Tourisme israélien en Thaïlande : l’ambassadrice entre aveu et riposte

L’ambassadrice d’Israël en Thaïlande, Alona Fisher-Kamm, reconnaît dans un entretien à Thai PBS World que des ressortissants israéliens ont commis des actes illégaux dans le royaume. Elle dénonce dans le même mouvement une campagne de fausses informations attribuant à des Israéliens des faits qui n’ont pas eu lieu. Deux fronts, une même journée de manifestation devant son ambassade.

L’entretien a été accordé à Thai PBS World le jour même où des manifestants se rassemblaient devant l’ambassade d’Israël à Bangkok. Alona Fisher-Kamm ne conteste pas la matérialité des faits qui alimentent l’agacement thaïlandais.

Elle reconnaît que des touristes israéliens se sont comportés de manière inappropriée ou illégale et indique travailler avec les autorités thaïlandaises. Des campagnes de sensibilisation ont été lancées en Israël et en Thaïlande pour rappeler les lois locales et les sensibilités culturelles. « Les Israeliens ne sont pas différents des autres touristes », dit-elle, tout en reconnaissant qu’un écart culturel important sépare les deux sociétés.

Elle précise avoir échangé avec les autorités thaïlandaises, dont le gouverneur de Surat Thani, province dont dépendent les îles de Koh Samui et de Koh Pha-ngan où une part importante des incidents a été recensée. L’ambassade, affirme-t-elle, ne cherche pas à protéger les ressortissants qui enfreignent la loi.

Le magasin qui n’existe pas

Le second volet de son argumentaire porte sur ce qu’elle qualifie de campagne de désinformation sur les réseaux sociaux : des faits commis par d’autres touristes attribués à des Israéliens, et des incidents qui n’auraient jamais eu lieu.

Elle donne un exemple précis. Une image a circulé, montrant prétendument un commerce tenu par un juif avec un panneau interdisant l’entrée aux Thaïlandais. Selon l’ambassadrice, ni le commerce ni le panneau n’existent, et elle invite les journalistes à le vérifier eux-mêmes. Elle cite également des cas où des touristes ont été identifiés à tort comme israéliens, les rapports de police établissant ensuite le contraire.

« Ces sont des cas de mésinformations voire de fausses informations », résume-t-elle. Interrogée sur la ligne de partage entre désinformation et critique légitime, elle répond par un mot : la vérité.

La ligne rouge et la ligne floue

L’ambassadrice ne considère pas l’antisémitisme comme un phénomène établi en Thaïlande, mais plutôt comme quelque chose d’importé d’autres pays. Elle admet le principe de la critique : « Tout le monde a le droit de critiquer la politique d’Israël, tout comme nous avons le droit de critiquer la politique de n’importe quel autre pays au monde.»

Elle place ensuite une limite : contester le droit d’Israël à exister comme État juif, ou appeler à sa destruction, sort selon elle du cadre.
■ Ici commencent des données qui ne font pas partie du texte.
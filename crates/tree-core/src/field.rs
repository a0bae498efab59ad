//! Particle field generation.
//!
//! Each particle gets three fixed targets (tree, exploded, heart), a render
//! size and a visual type. The random source is injected so a seeded
//! [`rand::rngs::StdRng`] reproduces a field exactly.

use crate::constants::*;
use crate::error::FieldError;
use crate::palette::VisualType;
use glam::Vec3;
use rand::Rng;
use std::f32::consts::TAU;

/// Immutable per-particle target data.
#[derive(Clone, Debug, PartialEq)]
pub struct Particle {
    /// Stable index; lower ids form earlier.
    pub id: usize,
    pub tree: Vec3,
    pub exploded: Vec3,
    pub heart: Vec3,
    pub size: f32,
    pub visual: VisualType,
}

/// Generate `count` particles. Errors on an empty field.
pub fn generate_field<R: Rng + ?Sized>(
    count: usize,
    rng: &mut R,
) -> Result<Vec<Particle>, FieldError> {
    if count == 0 {
        return Err(FieldError::EmptyField);
    }
    let particles = (0..count)
        .map(|id| {
            let p = id as f32 / count as f32;
            Particle {
                id,
                tree: tree_target(p, rng),
                exploded: exploded_target(rng),
                heart: sample_heart(HEART_SCALE, rng),
                size: rng.gen::<f32>() * PARTICLE_SIZE_SPAN + PARTICLE_SIZE_MIN,
                visual: VisualType::from_draw(rng.gen::<f32>(), id),
            }
        })
        .collect::<Vec<_>>();
    log::debug!("[field] generated {} particles", count);
    Ok(particles)
}

/// Point on the spiral cone at normalized height `p`.
pub fn tree_target<R: Rng + ?Sized>(p: f32, rng: &mut R) -> Vec3 {
    let y = -TREE_HEIGHT * 0.5 + p * TREE_HEIGHT;
    let r = (1.0 - p).powf(TREE_RADIUS_FALLOFF) * TREE_RADIUS;
    let angle = p * TREE_SPIRAL_TURNS_RAD;
    let jittered = r + (rng.gen::<f32>() - 0.5) * TREE_RADIUS_JITTER;
    Vec3::new(angle.cos() * jittered, y, angle.sin() * jittered)
}

/// Uniform direction on the sphere at a distance in the starfield shell.
pub fn exploded_target<R: Rng + ?Sized>(rng: &mut R) -> Vec3 {
    let theta = rng.gen::<f32>() * TAU;
    let phi = (rng.gen::<f32>() * 2.0 - 1.0).clamp(-1.0, 1.0).acos();
    let dist = rng.gen_range(EXPLODED_MIN_DIST..EXPLODED_MAX_DIST);
    Vec3::new(
        dist * phi.sin() * theta.cos(),
        dist * phi.sin() * theta.sin(),
        dist * phi.cos(),
    )
}

/// Implicit heart surface in unit space, y up. Inside or on the surface iff <= 0.
#[inline]
pub fn heart_implicit(p: Vec3) -> f32 {
    let (x2, y3, z2) = (p.x * p.x, p.y * p.y * p.y, p.z * p.z);
    let a = x2 + 2.25 * z2 + p.y * p.y - 1.0;
    a * a * a - x2 * y3 - 0.1125 * z2 * y3
}

/// Whether a scaled point lies inside a heart of the given scale.
#[inline]
pub fn is_inside_heart(point: Vec3, scale: f32) -> bool {
    heart_implicit(point / scale) <= 0.0
}

/// Rejection-sample a point inside the heart volume.
///
/// Bounded by [`HEART_MAX_ATTEMPTS`]; if the cap is hit the closest candidate
/// is pulled toward the origin (which is always inside) until it is valid.
pub fn sample_heart<R: Rng + ?Sized>(scale: f32, rng: &mut R) -> Vec3 {
    let mut best = Vec3::ZERO;
    let mut best_value = f32::INFINITY;
    for _ in 0..HEART_MAX_ATTEMPTS {
        let candidate = Vec3::new(
            (rng.gen::<f32>() * 2.0 - 1.0) * HEART_BOX_HALF_WIDTH,
            (rng.gen::<f32>() * 2.0 - 1.0) * HEART_BOX_HALF_WIDTH,
            (rng.gen::<f32>() * 2.0 - 1.0) * HEART_BOX_HALF_WIDTH,
        );
        let value = heart_implicit(candidate);
        if value <= 0.0 {
            return candidate * scale;
        }
        if value < best_value {
            best_value = value;
            best = candidate;
        }
    }
    log::warn!(
        "[field] heart sampling hit {} attempts; falling back to nearest valid point",
        HEART_MAX_ATTEMPTS
    );
    nearest_inside(best) * scale
}

fn nearest_inside(mut p: Vec3) -> Vec3 {
    for _ in 0..32 {
        if heart_implicit(p) <= 0.0 {
            return p;
        }
        p *= 0.5;
    }
    Vec3::ZERO
}
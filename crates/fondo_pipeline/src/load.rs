//! LOAD stage: layer caller overrides over the loaded formula.
//!
//! Precedence, lowest first: preset or formula file, then these overrides.
//! The result is the immutable formula snapshot for the rest of the run.

use std::collections::BTreeMap;

use serde::Serialize;

use fondo_core::{FormulaSpec, RedistributionMode};

use crate::PipelineError;

#[derive(Debug, Clone, Default, PartialEq, Serialize)]
pub struct Overrides {
    #[serde(skip_serializing_if = "Option::is_none")]
    pub budget: Option<f64>,
    #[serde(skip_serializing_if = "Option::is_none")]
    pub epsilon: Option<f64>,
    #[serde(skip_serializing_if = "Option::is_none")]
    pub lower_band: Option<f64>,
    #[serde(skip_serializing_if = "Option::is_none")]
    pub upper_band: Option<f64>,
    /// Indicator id → weight (the dashboards' sliders).
    #[serde(skip_serializing_if = "BTreeMap::is_empty")]
    pub weights: BTreeMap<String, f64>,
    #[serde(skip_serializing_if = "Option::is_none")]
    pub redistribution: Option<RedistributionMode>,
}

impl Overrides {
    pub fn is_empty(&self) -> bool {
        *self == Overrides::default()
    }
}

pub fn apply_overrides(base: &FormulaSpec, o: &Overrides) -> Result<FormulaSpec, PipelineError> {
    let mut f = base.clone();

    if let Some(b) = o.budget {
        f.budget = b;
    }
    if let Some(e) = o.epsilon {
        f.epsilon = e;
    }
    if o.lower_band.is_some() || o.upper_band.is_some() {
        let bands = f.bands.as_mut().ok_or_else(|| {
            PipelineError::Validate(format!(
                "band override given but formula '{}' has no bands",
                f.name
            ))
        })?;
        if let Some(l) = o.lower_band {
            bands.lower_pct = l;
        }
        if let Some(u) = o.upper_band {
            bands.upper_pct = u;
        }
    }
    for (id, w) in &o.weights {
        f.set_weight(id, *w)
            .map_err(|e| PipelineError::Validate(format!("weight override {id}: {e}")))?;
    }
    if let Some(m) = o.redistribution {
        f.redistribution = m;
    }
    Ok(f)
}

#[cfg(test)]
mod tests {
    use super::*;
    use fondo_core::presets;

    #[test]
    fn overrides_layer_over_preset() {
        let mut o = Overrides { budget: Some(1000.0), upper_band: Some(0.2), ..Default::default() };
        o.weights.insert("Pob".into(), 0.5);
        o.redistribution = Some(RedistributionMode::WaterFill);

        let f = apply_overrides(&presets::fasp(), &o).unwrap();
        assert_eq!(f.budget, 1000.0);
        assert_eq!(f.indicator("Pob").unwrap().weight, 0.5);
        let b = f.bands.unwrap();
        assert_eq!((b.lower_pct, b.upper_pct), (0.1, 0.2));
        assert_eq!(f.redistribution, RedistributionMode::WaterFill);
    }

    #[test]
    fn band_override_needs_bands() {
        let o = Overrides { lower_band: Some(0.1), ..Default::default() };
        assert!(matches!(apply_overrides(&presets::fofisp(), &o), Err(PipelineError::Validate(_))));
    }

    #[test]
    fn unknown_weight_id_rejected() {
        let mut o = Overrides::default();
        o.weights.insert("Nope".into(), 0.1);
        assert!(apply_overrides(&presets::demo(), &o).is_err());
        assert!(Overrides::default().is_empty());
    }
}
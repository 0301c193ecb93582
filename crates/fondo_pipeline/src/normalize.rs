//! NORMALIZE stage: min-max each active indicator column, direction-aware.
//! Constant columns come back as 0.5 and are logged as degenerate.

use std::collections::BTreeMap;

use tracing::{debug, warn};

use fondo_algo::{normalize_column, NormalizedColumn};
use fondo_core::{FormulaSpec, IndicatorId, IndicatorTable};

use crate::PipelineError;

#[derive(Debug, Clone, PartialEq)]
pub struct NormalizedTable {
    pub columns: BTreeMap<IndicatorId, NormalizedColumn>,
}

impl NormalizedTable {
    pub fn degenerate(&self) -> impl Iterator<Item = &IndicatorId> {
        self.columns.iter().filter(|(_, c)| c.degenerate).map(|(id, _)| id)
    }

    /// Normalized value of `indicator` for the entity at `row`.
    pub fn value(&self, indicator: &str, row: usize) -> Option<f64> {
        self.columns.get(indicator).and_then(|c| c.values.get(row).copied())
    }

    /// Plain value columns, as the aggregator consumes them.
    pub fn value_columns(&self) -> BTreeMap<IndicatorId, Vec<f64>> {
        self.columns.iter().map(|(id, c)| (id.clone(), c.values.clone())).collect()
    }
}

pub fn normalize_table(
    table: &IndicatorTable,
    formula: &FormulaSpec,
    active: &[IndicatorId],
) -> Result<NormalizedTable, PipelineError> {
    let mut columns = BTreeMap::new();
    for id in active {
        let direction = formula
            .direction_of(id.as_str())
            .ok_or_else(|| PipelineError::MissingIndicator(format!("'{id}' is not in the formula")))?;
        let raw = table
            .column(id.as_str())
            .ok_or_else(|| PipelineError::MissingIndicator(format!("'{id}' is not in the dataset")))?;
        let col = normalize_column(&raw, direction)
            .map_err(|e| PipelineError::Normalize(format!("{id}: {e}")))?;
        if col.degenerate {
            warn!(indicator = %id, value = col.min, "degenerate indicator column; every entity scores 0.5");
        }
        debug!(indicator = %id, direction = direction.as_str(), min = col.min, max = col.max, "normalized");
        columns.insert(id.clone(), col);
    }
    Ok(NormalizedTable { columns })
}
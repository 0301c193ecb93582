//! Built-in formulas carried over from the planning office's dashboards.
//!
//! - `fasp`: Fondo de Aportaciones para la Seguridad Pública (15 indicators,
//!   ±10% corridor around the 2025 allocation). The default weights sum to
//!   0.8838; the pipeline renormalizes them.
//! - `fofisp`: Fondo para el Fortalecimiento de las Instituciones de
//!   Seguridad Pública (4 indicators, no corridor).
//! - `demo`: three regional indicators used by the introductory dashboard.

use std::collections::BTreeMap;

use crate::entities::{EntityRow, IndicatorTable};
use crate::tokens::{EntityId, IndicatorId};
use crate::variables::{BandSpec, Direction, FormulaSpec, IndicatorSpec, RedistributionMode};

pub const PRESET_NAMES: [&str; 3] = ["fasp", "fofisp", "demo"];

pub fn by_name(name: &str) -> Option<FormulaSpec> {
    match name {
        "fasp" => Some(fasp()),
        "fofisp" => Some(fofisp()),
        "demo" => Some(demo()),
        _ => None,
    }
}

/// Preset ids are literals, checked in tests.
fn id(s: &'static str) -> IndicatorId {
    IndicatorId::from_static(s)
}

fn ind(code: &'static str, label: &str, direction: Direction, weight: f64) -> IndicatorSpec {
    IndicatorSpec { id: id(code), label: Some(label.to_string()), direction, weight }
}

/// Every FASP indicator scores with `positive` direction, incidence included.
pub fn fasp() -> FormulaSpec {
    use Direction::Positive as P;
    FormulaSpec {
        name: "FASP 2026".to_string(),
        indicators: vec![
            ind("Pob", "Población", P, 0.125),
            ind("Inc_del", "Incidencia delictiva", P, 0.075),
            ind("Var_inc_del", "Variación incidencia delictiva", P, 0.05),
            ind("Victim", "Victimización", P, 0.0675),
            ind("Pob_penitenciaria", "Sobrepoblación penitenciaria", P, 0.0525),
            ind("Imp_justicia", "Impartición justicia", P, 0.03),
            ind("Servs_forenses", "Servicios Médicos Forenses", P, 0.07),
            ind("Edo_fza", "Tasa policial", P, 0.0525),
            ind("Dig_salarial", "Dignificación salarial", P, 0.0525),
            ind("Profesionalizacion", "Profesionalización", P, 0.0525),
            ind("Ctrl_confianza", "Control confianza", P, 0.0438),
            ind("Desemp_pol", "Desempeño policial", P, 0.075),
            ind("Conf_pol", "Confianza policial", P, 0.0375),
            ind("Eficiencia_presupuestal", "Eficiencia presupuestal", P, 0.05),
            ind("Base", "Base", P, 0.05),
        ],
        epsilon: 0.05,
        budget: 9_840_407_024.0,
        bands: Some(BandSpec {
            prior_column: id("Asignacion_2025"),
            lower_pct: 0.1,
            upper_pct: 0.1,
        }),
        redistribution: RedistributionMode::SinglePass,
        strict_indicators: true,
    }
}

pub fn fofisp() -> FormulaSpec {
    use Direction::{Negative as N, Positive as P};
    FormulaSpec {
        name: "FOFISP 2026".to_string(),
        indicators: vec![
            ind("Población", "Población", P, 0.75),
            ind("Var_edo_fza", "Incremento estado de fuerza", P, 0.10),
            ind("Var_incidencia_del", "Variación incidencia delictiva", N, 0.10),
            ind("Academias", "Academias", P, 0.05),
        ],
        epsilon: 0.05,
        budget: 1_155_443_263.97,
        bands: None,
        redistribution: RedistributionMode::SinglePass,
        strict_indicators: true,
    }
}

pub fn demo() -> FormulaSpec {
    use Direction::{Negative as N, Positive as P};
    FormulaSpec {
        name: "Índice de Asignación (demo)".to_string(),
        indicators: vec![
            ind("Gasto por Hab", "Gasto por habitante", P, 0.40),
            ind("Policías por 100k", "Policías por 100k habitantes", P, 0.30),
            ind("Tasa de Criminalidad", "Tasa de criminalidad", N, 0.30),
        ],
        epsilon: 0.01,
        budget: 1_000_000.0,
        bands: None,
        redistribution: RedistributionMode::SinglePass,
        strict_indicators: true,
    }
}

/// Five-region reference dataset matching `demo()`.
pub fn demo_dataset() -> IndicatorTable {
    let rows: [(&str, f64, f64, f64); 5] = [
        ("Central", 500.0, 350.0, 4500.0),
        ("Norte", 320.0, 210.0, 6800.0),
        ("Sur-Este", 780.0, 420.0, 3100.0),
        ("Occidente", 450.0, 280.0, 5500.0),
        ("Metropolitana", 610.0, 500.0, 4000.0),
    ];
    let entities = rows
        .iter()
        .map(|(name, gasto, policia, crimen)| {
            let mut values = BTreeMap::new();
            values.insert(id("Gasto por Hab"), *gasto);
            values.insert(id("Policías por 100k"), *policia);
            values.insert(id("Tasa de Criminalidad"), *crimen);
            EntityRow {
                entity: EntityId::from_static(*name),
                values,
            }
        })
        .collect();
    IndicatorTable { entities }
}
//! Direction-aware min-max normalization of one indicator column.
//!
//! - positive: `(v - min) / (max - min)`
//! - negative: `(max - v) / (max - min)`
//! - `max == min`: every entry maps to `0.5` and the column is flagged
//!   degenerate so callers can surface a warning.

use fondo_core::Direction;

use crate::AlgoError;

/// Value assigned to every entry of a constant column.
pub const DEGENERATE_FILL: f64 = 0.5;

#[derive(Debug, Clone, PartialEq)]
pub struct NormalizedColumn {
    pub values: Vec<f64>,
    pub min: f64,
    pub max: f64,
    pub degenerate: bool,
}

/// Normalize `values` into [0, 1] and report the observed range.
pub fn normalize_column(values: &[f64], direction: Direction) -> Result<NormalizedColumn, AlgoError> {
    if values.is_empty() {
        return Err(AlgoError::Empty);
    }
    if values.iter().any(|v| !v.is_finite()) {
        return Err(AlgoError::InvalidArgument("non-finite indicator value"));
    }

    let min = values.iter().copied().fold(f64::INFINITY, f64::min);
    let max = values.iter().copied().fold(f64::NEG_INFINITY, f64::max);

    if max == min {
        return Ok(NormalizedColumn {
            values: vec![DEGENERATE_FILL; values.len()],
            min,
            max,
            degenerate: true,
        });
    }

    let span = max - min;
    let out = values
        .iter()
        .map(|&v| match direction {
            Direction::Positive => (v - min) / span,
            Direction::Negative => (max - v) / span,
        })
        .collect();

    Ok(NormalizedColumn { values: out, min, max, degenerate: false })
}

/// Normalized values only.
#[inline]
pub fn normalize(values: &[f64], direction: Direction) -> Result<Vec<f64>, AlgoError> {
    normalize_column(values, direction).map(|c| c.values)
}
C’est la position officielle israélienne, énoncée ici sans détour.

Cette architecture argumentative appelle une remarque. Reconnaître des faits avérés tout en disqualifiant leur amplification est un exercice défendable, mais il suppose que la frontière entre les deux soit établie par des tiers vérifiables. L’ambassadrice invite d’ailleurs explicitement les journalistes à mener leurs propres vérifications, ce qui est la bonne réponse à une controverse de cette nature.

Les pancartes du jour

Interrogée sur le rassemblement organisé le même jour devant son ambassade, elle indique avoir vu les pancartes et entendu une partie des discours. Selon elle, la plupart des slogans visaient Israël et les États-Unis plus que les touristes israéliens eux-mêmes. « Je n’ai pas constaté beaucoup de ressentiment à l’égard des touristes israéliens. », déclare-t-elle, en disant y voir plusieurs points d’interrogation.

L’objectif affiché reste inchangé. « Notre objectif n’est pas de réduire le nombre de touristes israéliens ici. Au contraire, il s’agit de promouvoir le tourisme. Ce tourisme doit toutefois être responsable.. »

La Thaïlande accueille chaque année plusieurs dizaines de millions de visiteurs, et le tourisme pèse lourdement dans son économie. C’est ce qui donne à ce contentieux sa dimension politique : il ne porte pas seulement sur des comportements, il porte sur ce que le pays accepte en échange de ce qu’il encaisse.

Le dossier réunit deux réalités que l’on gagne à ne pas confondre : des délits documentés d’un côté, une amplification numérique de l’autre. Distinguer les deux relève du travail journalistique, pas de la diplomatie. L’ambassadrice a eu raison sur un point au moins : il faut aller vérifier.